Exactly as written, output each record given below.
*** Opening Records shown ***
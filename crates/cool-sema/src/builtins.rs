//! Registers the methods of the five built-in classes into a freshly
//! created [`Context`]. There is no COOL source text for these -- they're
//! wired in directly, the way a bootstrap compiler hand-registers its
//! runtime's primitive signatures before it ever looks at user code.

use crate::context::{Context, Method, Type};

pub fn register(ctx: &mut Context) {
    let object_id = ctx.object_id();
    let io_id = ctx.io_id();
    let int_id = ctx.int_id();
    let string_id = ctx.string_id();

    let object_self = Type::SelfType(object_id);
    ctx.class_mut(object_id).methods.push(Method {
        name: "abort".to_string(),
        param_names: vec![],
        param_types: vec![],
        return_type: Type::Class(object_id),
    });
    ctx.class_mut(object_id).methods.push(Method {
        name: "type_name".to_string(),
        param_names: vec![],
        param_types: vec![],
        return_type: Type::Class(string_id),
    });
    ctx.class_mut(object_id).methods.push(Method {
        name: "copy".to_string(),
        param_names: vec![],
        param_types: vec![],
        return_type: object_self,
    });

    let io_self = Type::SelfType(io_id);
    ctx.class_mut(io_id).methods.push(Method {
        name: "out_string".to_string(),
        param_names: vec!["x".to_string()],
        param_types: vec![Type::Class(string_id)],
        return_type: io_self,
    });
    ctx.class_mut(io_id).methods.push(Method {
        name: "out_int".to_string(),
        param_names: vec!["x".to_string()],
        param_types: vec![Type::Class(int_id)],
        return_type: io_self,
    });
    ctx.class_mut(io_id).methods.push(Method {
        name: "in_string".to_string(),
        param_names: vec![],
        param_types: vec![],
        return_type: Type::Class(string_id),
    });
    ctx.class_mut(io_id).methods.push(Method {
        name: "in_int".to_string(),
        param_names: vec![],
        param_types: vec![],
        return_type: Type::Class(int_id),
    });

    ctx.class_mut(string_id).methods.push(Method {
        name: "length".to_string(),
        param_names: vec![],
        param_types: vec![],
        return_type: Type::Class(int_id),
    });
    ctx.class_mut(string_id).methods.push(Method {
        name: "concat".to_string(),
        param_names: vec!["s".to_string()],
        param_types: vec![Type::Class(string_id)],
        return_type: Type::Class(string_id),
    });
    ctx.class_mut(string_id).methods.push(Method {
        name: "substr".to_string(),
        param_names: vec!["i".to_string(), "l".to_string()],
        param_types: vec![Type::Class(int_id), Type::Class(int_id)],
        return_type: Type::Class(string_id),
    });
}

#[cfg(test)]
mod tests {
    use super::*;

    #[test]
    fn string_has_three_builtin_methods() {
        let ctx = Context::with_builtins();
        let (_, m) = ctx.lookup_method(ctx.string_id(), "substr").unwrap();
        assert_eq!(m.param_names, vec!["i", "l"]);
    }

    #[test]
    fn io_out_string_returns_self_type() {
        let ctx = Context::with_builtins();
        let (_, m) = ctx.lookup_method(ctx.io_id(), "out_string").unwrap();
        assert_eq!(m.return_type, Type::SelfType(ctx.io_id()));
    }

    #[test]
    fn int_inherits_object_methods_through_lookup() {
        let ctx = Context::with_builtins();
        let (owner, _) = ctx.lookup_method(ctx.int_id(), "abort").unwrap();
        assert_eq!(owner, ctx.object_id());
    }
}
*** Closing Records shown ***
■ Answer to the problem
filename crates/cool-sema/src/builtins.rs
//! Registers the methods of the five built-in classes into a freshly
//! created [`Context`]. There is no COOL source text for these -- they're
//! wired in directly, the way a bootstrap compiler hand-registers its
//! runtime's primitive signatures before it ever looks at user code.

use crate::context::{Context, Method, Type};

pub fn register(ctx: &mut Context) {
    let object_id = ctx.object_id();
    let io_id = ctx.io_id();
    let int_id = ctx.int_id();
    let string_id = ctx.string_id();

    let object_self = Type::SelfType(object_id);
    ctx.class_mut(object_id).methods.push(Method {
        name: "abort".to_string(),
        param_names: vec![],
        param_types: vec![],
        return_type: Type::Class(object_id),
    });
    ctx.class_mut(object_id).methods.push(Method {
        name: "type_name".to_string(),
        param_names: vec![],
        param_types: vec![],
        return_type: Type::Class(string_id),
    });
    ctx.class_mut(object_id).methods.push(Method {
        name: "copy".to_string(),
        param_names: vec![],
        param_types: vec![],
        return_type: object_self,
    });

    let io_self = Type::SelfType(io_id);
    ctx.class_mut(io_id).methods.push(Method {
        name: "out_string".to_string(),
        param_names: vec!["x".to_string()],
        param_types: vec![Type::Class(string_id)],
        return_type: io_self,
    });
    ctx.class_mut(io_id).methods.push(Method {
        name: "out_int".to_string(),
        param_names: vec!["x".to_string()],
        param_types: vec![Type::Class(int_id)],
        return_type: io_self,
    });
    ctx.class_mut(io_id).methods.push(Method {
        name: "in_string".to_string(),
        param_names: vec![],
        param_types: vec![],
        return_type: Type::Class(string_id),
    });
    ctx.class_mut(io_id).methods.push(Method {
        name: "in_int".to_string(),
        param_names: vec![],
        param_types: vec![],
        return_type: Type::Class(int_id),
    });

    ctx.class_mut(string_id).methods.push(Method {
        name: "length".to_string(),
        param_names: vec![],
        param_types: vec![],
        return_type: Type::Class(int_id),
    });
    ctx.class_mut(string_id).methods.push(Method {
        name: "concat".to_string(),
        param_names: vec!["s".to_string()],
        param_types: vec![Type::Class(string_id)],
        return_type: Type::Class(string_id),
    });
    ctx.class_mut(string_id).methods.push(Method {
        name: "substr".to_string(),
        param_names: vec!["i".to_string(), "l".to_string()],
        param_types: vec![Type::Class(int_id), Type::Class(int_id)],
        return_type: Type::Class(string_id),
    });
}

#[cfg(test)]
mod tests {
    use super::*;

    #[test]
    fn string_has_three_builtin_methods() {
        let ctx = Context::with_builtins();
        let (_, m) = ctx.lookup_method(ctx.string_id(), "substr").unwrap();
        assert_eq!(m.param_names, vec!["i", "l"]);
    }

    #[test]
    fn io_out_string_returns_self_type() {
        let ctx = Context::with_builtins();
        let (_, m) = ctx.lookup_method(ctx.io_id(), "out_string").unwrap();
        assert_eq!(m.return_type, Type::SelfType(ctx.io_id()));
    }

    #[test]
    fn int_inherits_object_methods_through_lookup() {
        let ctx = Context::with_builtins();
        let (owner, _) = ctx.lookup_method(ctx.int_id(), "abort").unwrap();
        assert_eq!(owner, ctx.object_id());
    }
}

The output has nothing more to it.